PROVIDED MATERIAL below:
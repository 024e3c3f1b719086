//! Locating and launching the project's own binaries for `x run`.

use crate::config::BuildConfiguration;
use crate::error::Error;
use crate::probe::OsFamily;
use std::path::PathBuf;

/// Where a built binary may live: directly in the build dir, or in the
/// per-configuration subdirectory multi-config generators use.
pub fn binary_candidates(config: &BuildConfiguration, os: OsFamily) -> Vec<PathBuf> {
    let file = format!("{}{}", config.run_binary_name(), os.exe_suffix());
    vec![
        config.build_dir.join(&file),
        config.build_dir.join(config.build_type.as_str()).join(&file),
    ]
}

/// First existing candidate, or `BinaryNotFound` naming the primary location
pub fn resolve_binary(config: &BuildConfiguration, os: OsFamily) -> Result<PathBuf, Error> {
    let candidates = binary_candidates(config, os);
    if let Some(found) = candidates.iter().find(|p| p.is_file()) {
        return Ok(found.clone());
    }
    Err(Error::BinaryNotFound {
        name: config.run_binary_name().to_string(),
        path: candidates[0].clone(),
    })
}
End of PROVIDED MATERIAL.
> _WHAT YOU NEED TO DO_: Given the records above, restate word for word only the lines starting at the one with "use crate::probe::OsFamily;" and ending at the one with "if let Some(found)".

> _FINISHED EXERCISE_:
use crate::probe::OsFamily;
use std::path::PathBuf;

/// Where a built binary may live: directly in the build dir, or in the
/// per-configuration subdirectory multi-config generators use.
pub fn binary_candidates(config: &BuildConfiguration, os: OsFamily) -> Vec<PathBuf> {
    let file = format!("{}{}", config.run_binary_name(), os.exe_suffix());
    vec![
        config.build_dir.join(&file),
        config.build_dir.join(config.build_type.as_str()).join(&file),
    ]
}

/// First existing candidate, or `BinaryNotFound` naming the primary location
pub fn resolve_binary(config: &BuildConfiguration, os: OsFamily) -> Result<PathBuf, Error> {
    let candidates = binary_candidates(config, os);
    if let Some(found) = candidates.iter().find(|p| p.is_file()) {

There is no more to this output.